How can you safeguard your cat?
Getting your cat vaccinated against common feline diseases is the best thing you can do to ensure your cat lives a long and happy life. Kittens are immunised against disease only for the initial few weeks after birth as the mother’s milk transfers the antibodies which will fight disease. Once that period is over, future disease protection is dependent on you and your veterinarian.
How do vaccines work?
Vaccines contain small quantities of killed or modified strains of disease-causing bacteria, viruses or any other organism. When injected into the cat’s body, the vaccine triggers the immune system to produce antibodies, which are protein-based cells that defend against the disease.
When I should get my cat vaccinated?
The immunity gained by a kitten from mother’s milk reduces by the time he is 8-9 weeks old and this is the right time to get him vaccinated. In this first vaccination course, two or three injections are given usually with a gap of 3-4 weeks. After this the cat should have repeated vaccinations for the rest of his life. Always consult your vet for proper guidance regarding your pet vaccination schedule.
Which vaccinations should my cat receive?
According to majority of veterinarians, pets must be safeguarded against all the common diseases such as Feline Panleucopaenia, Feline Viral, Rhinotracheitis, Feline Calicivirus, Feline Chlamydiosis and Feline Leukaemia. Some other vaccinations may also be recommended by your vet, depending on history, environment, breed, etc.

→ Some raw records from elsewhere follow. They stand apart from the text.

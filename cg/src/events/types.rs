//! Event types for session activity streaming
//!
//! Every observable step of a session emits one of these events:
//! - analysis and strategy selection
//! - generation lifecycle (start, progress, complete)
//! - validation and quality gating
//! - re-routing, final result, errors

use chrono::{DateTime, Utc};
use serde::{Deserialize, Serialize};

use crate::domain::FinalResult;
use crate::strategy::Strategy;

/// Core event enum - the vocabulary of session activity
///
/// Serialized payload rides under `data`, discriminated by `type`, so the
/// wire shape of a full [`SessionEvent`] is
/// `{type, session_id, timestamp, data}`.
#[derive(Clone, Debug, Serialize, Deserialize)]
#[serde(tag = "type", content = "data", rename_all = "snake_case")]
pub enum EventData {
    /// Task analysis finished for the session's request
    TaskAnalysisComplete {
        complexity_level: String,
        complexity_score: f64,
        strategy: Strategy,
        estimated_seconds: u64,
    },
    /// A strategy was selected
    StrategySelectionComplete {
        strategy: Strategy,
        confidence: f64,
        justification: String,
    },
    /// Generation has started
    GenerationStarted {
        strategy: Strategy,
        artifacts: Vec<String>,
    },
    /// A generation step finished
    GenerationProgress { step: String, progress: u8 },
    /// Generation produced a full draft
    GenerationCompleted { strategy: Strategy, confidence: f64 },
    /// The draft awaits user validation
    ValidationRequired { iteration: u32 },
    /// Quality gate evaluation
    QualityMonitoring {
        retrieval_confidence: f64,
        generation_confidence: f64,
        overall_confidence: f64,
        passed: bool,
    },
    /// Low confidence triggered a strategy substitution
    ReRouting {
        from: Strategy,
        to: Strategy,
        reason: String,
    },
    /// The session completed with a final result
    FinalResult { result: Box<FinalResult> },
    /// An error occurred
    Error { context: String, message: String },
}

impl EventData {
    /// Get the wire type name
    pub fn event_type(&self) -> &'static str {
        match self {
            EventData::TaskAnalysisComplete { .. } => "task_analysis_complete",
            EventData::StrategySelectionComplete { .. } => "strategy_selection_complete",
            EventData::GenerationStarted { .. } => "generation_started",
            EventData::GenerationProgress { .. } => "generation_progress",
            EventData::GenerationCompleted { .. } => "generation_completed",
            EventData::ValidationRequired { .. } => "validation_required",
            EventData::QualityMonitoring { .. } => "quality_monitoring",
            EventData::ReRouting { .. } => "re_routing",
            EventData::FinalResult { .. } => "final_result",
            EventData::Error { .. } => "error",
        }
    }
}

/// A session event as delivered to subscribers and live channels
#[derive(Clone, Debug, Serialize, Deserialize)]
pub struct SessionEvent {
    pub session_id: String,
    pub timestamp: DateTime<Utc>,
    #[serde(flatten)]
    pub data: EventData,
}

impl SessionEvent {
    /// Wrap payload data with the session id and a timestamp of now
    pub fn new(session_id: impl Into<String>, data: EventData) -> Self {
        Self {
            session_id: session_id.into(),
            timestamp: Utc::now(),
            data,
        }
    }

    /// Get the wire type name
    pub fn event_type(&self) -> &'static str {
        self.data.event_type()
    }
}
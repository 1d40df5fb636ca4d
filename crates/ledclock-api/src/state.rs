//! Shared application state for the control API.

use ledclock_core::ClockControl;

/// Shared state for the Axum application.
///
/// Wrapped in [`Arc`](std::sync::Arc) and injected via Axum's `State`
/// extractor. The control handle shares its [`ClockState`] with the
/// sampling loop; the loop's display adapter is never reachable from here.
///
/// [`ClockState`]: ledclock_core::ClockState
#[derive(Debug, Clone)]
pub struct AppState {
    /// Control operations over the shared clock.
    pub control: ClockControl,
}

impl AppState {
    /// Create the application state around a control handle.
    pub const fn new(control: ClockControl) -> Self {
        Self { control }
    }
}
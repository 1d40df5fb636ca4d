//! The shared clock record.
//!
//! [`ClockState`] is wrapped in [`Arc`](std::sync::Arc) and shared between
//! the sampling loop and the API handlers. Every read and write goes
//! through one [`Mutex`] so a reader can never see, say, the hour from
//! one tick paired with the second from the next.
//!
//! Critical sections are a handful of field assignments and never span a
//! display call, a file write, or an `.await`, so a plain `std` mutex is
//! used rather than an async one.

use std::sync::{Mutex, MutexGuard, PoisonError};

use crate::types::{ClockSnapshot, HourMode, TimeSample};

/// Settings the sampler needs after publishing a sample.
#[derive(Debug, Clone, Copy, PartialEq, Eq)]
pub struct DriveDirective {
    /// Whether the display should show the time.
    pub running: bool,
    /// How the hour should be presented.
    pub hour_mode: HourMode,
}

/// Lock-guarded clock record shared across the process.
#[derive(Debug)]
pub struct ClockState {
    inner: Mutex<ClockSnapshot>,
}

impl ClockState {
    /// Create the record for the given zone and hour mode, running, with
    /// zeroed time fields until the first tick.
    pub fn new(timezone: impl Into<String>, hour_mode: HourMode) -> Self {
        Self {
            inner: Mutex::new(ClockSnapshot::initial(timezone.into(), hour_mode)),
        }
    }

    /// A consistent copy of every field.
    pub fn snapshot(&self) -> ClockSnapshot {
        self.lock().clone()
    }

    /// Current IANA zone identifier.
    pub fn timezone(&self) -> String {
        self.lock().timezone.clone()
    }

    /// Current display hour mode.
    pub fn hour_mode(&self) -> HourMode {
        self.lock().hour_mode
    }

    /// Whether the display should be showing the time.
    pub fn is_running(&self) -> bool {
        self.lock().running
    }

    /// Set the run/stop flag. Takes effect on the next tick.
    pub fn set_running(&self, running: bool) {
        self.lock().running = running;
    }

    /// Replace the zone identifier. Callers validate first.
    pub fn set_timezone(&self, timezone: impl Into<String>) {
        self.lock().timezone = timezone.into();
    }

    /// Replace the hour mode.
    pub fn set_hour_mode(&self, hour_mode: HourMode) {
        self.lock().hour_mode = hour_mode;
    }

    /// Publish a sample and read back the drive settings in the same
    /// critical section.
    pub fn record_sample(&self, sample: &TimeSample) -> DriveDirective {
        let mut guard = self.lock();
        guard.apply(sample);
        DriveDirective {
            running: guard.running,
            hour_mode: guard.hour_mode,
        }
    }

    // Every critical section assigns whole fields, so a poisoned lock
    // still guards a coherent record.
    fn lock(&self) -> MutexGuard<'_, ClockSnapshot> {
        self.inner.lock().unwrap_or_else(PoisonError::into_inner)
    }
}
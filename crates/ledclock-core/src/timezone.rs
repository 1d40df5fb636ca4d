//! IANA timezone validation and resolution.
//!
//! Lookups go through jiff's global zone database, which is bundled into
//! the binary so validation does not depend on the host's zoneinfo.

use jiff::tz::{self, TimeZone};
use tracing::warn;

/// Zone used when nothing else is configured or the configured zone fails
/// to resolve.
pub const DEFAULT_TIMEZONE: &str = "Europe/Paris";

/// Whether `name` is a recognized IANA zone identifier.
///
/// The enumerated database is authoritative. When the database cannot list
/// its zones the check falls back to constructing the zone directly.
pub fn is_valid_timezone(name: &str) -> bool {
    if name.is_empty() {
        return false;
    }

    let mut available = tz::db().available().peekable();
    if available.peek().is_none() {
        return TimeZone::get(name).is_ok();
    }
    available.any(|candidate| candidate.as_str() == name)
}

/// Resolve a zone name, never failing.
///
/// Falls back to [`DEFAULT_TIMEZONE`], and to UTC if even that is missing
/// from the database.
pub fn resolve_timezone(name: &str) -> TimeZone {
    match TimeZone::get(name) {
        Ok(zone) => zone,
        Err(e) => {
            warn!(timezone = name, error = %e, "timezone lookup failed, using default");
            TimeZone::get(DEFAULT_TIMEZONE).unwrap_or(TimeZone::UTC)
        }
    }
}

#[cfg(test)]
mod tests {
    use super::*;

    #[test]
    fn recognizes_common_zones() {
        assert!(is_valid_timezone("Europe/Paris"));
        assert!(is_valid_timezone("Asia/Dhaka"));
        assert!(is_valid_timezone("America/New_York"));
    }

    #[test]
    fn rejects_garbage() {
        assert!(!is_valid_timezone("Not/AZone"));
        assert!(!is_valid_timezone(""));
        assert!(!is_valid_timezone("   "));
        assert!(!is_valid_timezone("Europe/"));
    }

    #[test]
    fn resolve_known_zone() {
        let zone = resolve_timezone("Asia/Dhaka");
        assert_eq!(zone.iana_name(), Some("Asia/Dhaka"));
    }

    #[test]
    fn resolve_unknown_zone_falls_back_to_default() {
        let zone = resolve_timezone("Not/AZone");
        assert_eq!(zone.iana_name(), Some(DEFAULT_TIMEZONE));
    }
}
//! Error types for the control API.
//!
//! [`ApiError`] unifies all failure modes into a single enum that converts
//! into the `{"ok": false, "error": "..."}` body every endpoint uses for
//! failures, via its [`IntoResponse`](axum::response::IntoResponse)
//! implementation.

use std::any::Any;

use axum::extract::rejection::JsonRejection;
use axum::http::StatusCode;
use axum::response::{IntoResponse, Response};
use ledclock_core::ControlError;

/// Errors that can occur in the control API layer.
#[derive(Debug, thiserror::Error)]
pub enum ApiError {
    /// The control operation rejected its input.
    #[error(transparent)]
    Control(#[from] ControlError),

    /// The request body was missing or not the expected JSON.
    #[error("invalid request body: {0}")]
    InvalidBody(String),

    /// An internal error occurred.
    #[error("internal error: {0}")]
    Internal(String),
}

impl From<JsonRejection> for ApiError {
    fn from(rejection: JsonRejection) -> Self {
        Self::InvalidBody(rejection.body_text())
    }
}

impl ApiError {
    const fn status(&self) -> StatusCode {
        match self {
            Self::Control(_) | Self::InvalidBody(_) => StatusCode::BAD_REQUEST,
            Self::Internal(_) => StatusCode::INTERNAL_SERVER_ERROR,
        }
    }
}

impl IntoResponse for ApiError {
    fn into_response(self) -> Response {
        let status = self.status();
        if status.is_server_error() {
            tracing::error!(error = %self, "request failed");
        } else {
            tracing::debug!(error = %self, "request rejected");
        }

        let body = serde_json::json!({
            "ok": false,
            "error": self.to_string(),
        });

        (status, axum::Json(body)).into_response()
    }
}

/// Turn a handler panic into an [`ApiError::Internal`] response.
///
/// Installed with [`CatchPanicLayer`](tower_http::catch_panic::CatchPanicLayer)
/// so a fault in one request never takes down the server.
pub fn panic_response(payload: Box<dyn Any + Send + 'static>) -> Response {
    let detail = payload
        .downcast_ref::<String>()
        .cloned()
        .or_else(|| payload.downcast_ref::<&str>().map(|s| (*s).to_owned()))
        .unwrap_or_else(|| "handler panicked".to_owned());

    ApiError::Internal(detail).into_response()
}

- Feline Viral Rhinotracheitis (“Cat Flu”): This virus causes the infection of upper respiratory tract in cats and like common cold in humans it is easily transferable from one cat to the other, so getting your cat vaccinated against this virus is very important. The symptoms reported after an attack from this virus are low grade fever, no desire to eat food, sneezing, coughing and discharge from the eyes and nose. It is more common in kittens, but it can be dangerous for the all unvaccinated cats because it cannot be treated well. A cat that recovers from this disease can remain a carrier for the rest of its life.
- Feline Calicivirus (“Cat Flu”): Another main virus that causes upper respiratory tract infections in cats, it is also very common and highly contagious. The symptoms after an attack are fever, swelling of the tongue and ulcers. Pneumonia is also reported ranging from mild to severe depending on the type of virus strain. This disease isn’t easy to treat, and even after recovery the infected cat can continue to infect other animals and suffer from persistent sneezing and runny eyes. Vaccination is must to protect your pet.
- Feline Panleucopaenia: Also know as Feline Infectious Enteritis, it is caused by a very resistant strain of virus that can survive outside a cat’s body for one year. That is why most of the cats will be exposed to this infection during their lifetime. Infection rates in vulnerable cats are around 90% to 100%, so vaccination is incredibly important. Symptoms of this disease are lethargy, vomiting, diarrhoea, fever and severe dehydration. Only vaccination can prevent a cat from infection, as the treatment itself is not very effective and the recovery period is limited. Once a cat suffers from this disease, than most likely it can spread it to others even after recovery.
- Feline Leukaemia (FeLV): Infection with the Feline Leukaemia Virus can result in a multitude of serious health problems for your cat – everything from cancerous conditions such as leukaemia to a wide range of secondary infections caused by the destruction of the immune response system. After initial exposure to the virus, a cat may show no symptoms of its presence for months, if not years, yet all the while infect others. Testing is available to determine the FeLV status of your cat. If he or she has not yet been infected, but is likely to come into contact with cats that are, vaccination against this potentially fatal disease is highly recommended.
- Feline Chlamydiosis: It is a bacterial infection that causes 15 to 20% of other Feline respiratory diseases and is most common in multi-cat environments. It is highly contagious with an increased infection rate, particularly in young kittens. It causes a local infection of the mucous membranes in the eyes and possibly the lungs. In rare cases, Chlamydiosis can be transmitted to humans by direct contact. Prevention can only be attained by vaccination.
Other Recommended Vaccines
After evaluating your cat’s particular situation and risk factors, your veterinarian may also recommend vaccination against other infectious diseases. These might include:
Feline Immunodeficiency Virus (FIV)
This disease is mainly transmitted in deep bite wounds and scratches by infected cats, and can cause debilitation of the immune system leading to disease in various organs and chronic infections. A decision to vaccinate should be made after discussion with a veterinarian. The vet will weigh up the risk of the disease versus the effectiveness of the vaccine.
Is vaccination effective or not?
As with any drug or surgery, 100% prevention from disease after vaccination is not guaranteed. That said, vaccination is the best method to protect your cat from diseases, in combination with good hygiene and nutritious food. Vaccination is very cost effective, compared to the cost and distress caused by treating the illness.